Are the qualities of great leadership the same, whether you are facing the worst recession in living memory or riding the crest of a wave on 60 consecutive quarters of growth? Do the challenges we face demand different skills and qualities to cope with the decisions that have to be made?

We are all facing new challenges – motivating smaller teams to work harder and longer with fewer incentives, exercising stringent cost control, having to pitch more, give more away and ultimately fight harder for what is often a dwindling prize. Most fish float when the tide is high, not so when it has receded.

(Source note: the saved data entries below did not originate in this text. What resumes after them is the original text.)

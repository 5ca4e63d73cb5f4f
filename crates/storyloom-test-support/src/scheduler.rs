//! Test schedulers — mock `Scheduler` implementations for tests.

use std::sync::Mutex;

use async_trait::async_trait;
use storyloom_core::error::DomainError;
use storyloom_core::scheduler::{JobHandle, ScheduledJob, Scheduler};

/// A scheduler that records every job and keeps one pending job per name,
/// like the host does.
#[derive(Debug, Default)]
pub struct RecordingScheduler {
    scheduled: Mutex<Vec<ScheduledJob>>,
    pending: Mutex<Vec<ScheduledJob>>,
    cancelled: Mutex<Vec<String>>,
}

impl RecordingScheduler {
    /// Creates a scheduler with nothing recorded.
    #[must_use]
    pub fn new() -> Self {
        Self::default()
    }

    /// Every job ever scheduled, in order.
    ///
    /// # Panics
    ///
    /// Panics if the internal mutex is poisoned.
    #[must_use]
    pub fn jobs(&self) -> Vec<ScheduledJob> {
        self.scheduled.lock().unwrap().clone()
    }

    /// Jobs still pending, at most one per name.
    ///
    /// # Panics
    ///
    /// Panics if the internal mutex is poisoned.
    #[must_use]
    pub fn pending(&self) -> Vec<ScheduledJob> {
        self.pending.lock().unwrap().clone()
    }

    /// Names passed to `cancel`, in order.
    ///
    /// # Panics
    ///
    /// Panics if the internal mutex is poisoned.
    #[must_use]
    pub fn cancelled(&self) -> Vec<String> {
        self.cancelled.lock().unwrap().clone()
    }
}

#[async_trait]
impl Scheduler for RecordingScheduler {
    async fn schedule(&self, job: ScheduledJob) -> Result<JobHandle, DomainError> {
        let mut scheduled = self.scheduled.lock().unwrap();
        let handle = JobHandle {
            job_id: format!("job-{}", scheduled.len() + 1),
            name: job.name.clone(),
        };
        scheduled.push(job.clone());
        let mut pending = self.pending.lock().unwrap();
        pending.retain(|p| p.name != job.name);
        pending.push(job);
        Ok(handle)
    }

    async fn cancel(&self, name: &str) -> Result<bool, DomainError> {
        self.cancelled.lock().unwrap().push(name.to_owned());
        let mut pending = self.pending.lock().unwrap();
        let before = pending.len();
        pending.retain(|p| p.name != name);
        Ok(pending.len() != before)
    }
}

/// A scheduler that always returns an infrastructure error.
#[derive(Debug)]
pub struct FailingScheduler;

#[async_trait]
impl Scheduler for FailingScheduler {
    async fn schedule(&self, _job: ScheduledJob) -> Result<JobHandle, DomainError> {
        Err(DomainError::Infrastructure("scheduler unavailable".into()))
    }

    async fn cancel(&self, _name: &str) -> Result<bool, DomainError> {
        Err(DomainError::Infrastructure("scheduler unavailable".into()))
    }
}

As the economic climate remains in flux, leaders are grappling with a new set of dynamics that need a very different set of management skills.

Qualities that have been most prized in our business leaders during growth periods offer few surprises: acute ambition, single-minded, bloody-minded drive and determination, risk-takers with hard-nosed instincts for ‘cutting the deal’ and leaders who inspired with magnetism and control-and-command style.

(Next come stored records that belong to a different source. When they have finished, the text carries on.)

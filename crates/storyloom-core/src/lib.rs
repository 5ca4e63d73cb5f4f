//! Storyloom Core — shared abstractions.
//!
//! This crate defines the traits and types every bounded context depends on:
//! time, the durable key-value store, the deferred-job scheduler, story
//! identifiers and the inbound trigger messages. It contains no
//! infrastructure code.

pub mod clock;
pub mod error;
pub mod kv;
pub mod message;
pub mod scheduler;
pub mod story_id;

But what of a new way? As the good times rolled, scant attention and/or credibility was afforded qualities that may serve as a new blueprint for effective leadership in a landscape that has changed irrevocably: a greater sense of caution when assessing risk, flexibility, integrity and sensitivity, more hands-on management and greater transparency. Qualities that many believe are more prevalent in women.

Interestingly, in a recent study it was revealed that those FTSE 100 companies with a greater representation of women on their boards outperformed competitors which did not have women at an executive level.

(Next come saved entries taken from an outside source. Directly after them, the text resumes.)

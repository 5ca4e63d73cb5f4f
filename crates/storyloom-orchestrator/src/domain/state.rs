//! The cycle's state machine.

use serde::Serialize;

/// Where a cycle or continuation step currently is.
#[derive(Debug, Clone, Copy, PartialEq, Eq, Serialize)]
#[serde(tag = "state", rename_all = "snake_case")]
pub enum CycleState {
    /// Nothing running.
    Idle,
    /// A daily trigger arrived.
    CycleTriggered,
    /// The registry was rebuilt from the story-id list.
    RegistryRebuilt,
    /// The registry was split into batches.
    BatchesPlanned,
    /// Stories of one batch are being advanced.
    BatchRunning {
        /// 1-based batch number.
        batch_number: u32,
        /// Batches in the cycle.
        total_batches: u32,
    },
    /// The following batch was handed to the scheduler.
    BatchScheduled {
        /// Number of the scheduled batch.
        batch_number: u32,
    },
    /// The final batch ran, or there was nothing to run.
    CycleComplete,
    /// The chain stopped before its final batch.
    CycleHalted,
}

impl CycleState {
    /// Whether moving from `self` to `next` is allowed.
    #[must_use]
    pub fn can_transition_to(self, next: Self) -> bool {
        use CycleState::{
            BatchRunning, BatchScheduled, BatchesPlanned, CycleComplete, CycleHalted,
            CycleTriggered, Idle, RegistryRebuilt,
        };
        match (self, next) {
            (Idle, CycleTriggered | BatchRunning { .. })
            | (CycleTriggered, RegistryRebuilt | CycleHalted)
            | (RegistryRebuilt, BatchesPlanned)
            | (BatchesPlanned, CycleComplete)
            | (BatchRunning { .. }, CycleComplete | CycleHalted) => true,
            (BatchesPlanned, BatchRunning { batch_number, .. }) => batch_number == 1,
            (
                BatchRunning {
                    batch_number: running,
                    total_batches,
                },
                BatchScheduled { batch_number },
            ) => batch_number == running + 1 && batch_number <= total_batches,
            _ => false,
        }
    }

    /// Whether no further transition is possible.
    #[must_use]
    pub fn is_terminal(self) -> bool {
        matches!(
            self,
            Self::BatchScheduled { .. } | Self::CycleComplete | Self::CycleHalted
        )
    }
}

/// Ordered record of the states a step passed through.
#[derive(Debug, Clone, PartialEq, Eq, Serialize)]
#[serde(transparent)]
pub struct StateTrail(Vec<CycleState>);

impl StateTrail {
    /// Starts a trail at [`CycleState::Idle`].
    #[must_use]
    pub fn new() -> Self {
        Self(vec![CycleState::Idle])
    }

    /// The latest state.
    #[must_use]
    pub fn current(&self) -> CycleState {
        self.0.last().copied().unwrap_or(CycleState::Idle)
    }

    /// Moves to `next`. Disallowed transitions are logged and recorded anyway.
    pub fn enter(&mut self, next: CycleState) {
        let current = self.current();
        if current.can_transition_to(next) {
            tracing::debug!(from = ?current, to = ?next, "cycle state transition");
        } else {
            tracing::warn!(from = ?current, to = ?next, "unexpected cycle state transition");
        }
        self.0.push(next);
    }

    /// Every state entered, oldest first.
    #[must_use]
    pub fn states(&self) -> &[CycleState] {
        &self.0
    }
}

impl Default for StateTrail {
    fn default() -> Self {
        Self::new()
    }
}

A Gallup Study completed in 2008 asked followers which qualities they most wanted from their leaders. The expected descriptors – vision, purpose, drive, ambition, wisdom – were largely absent.

Instead, the qualities people most want from their leaders are trust, compassion, stability and hope, honesty, integrity and respect.

The study went on to explore levels of engagement in the workplace. Where trust is absent, the possibility of employee engagement is 1:12 compared to a probability of 1:2 where leadership trust is present. And the key to building trust? A commitment to being a truly authentic leader, who always tells it like it is, warts and all.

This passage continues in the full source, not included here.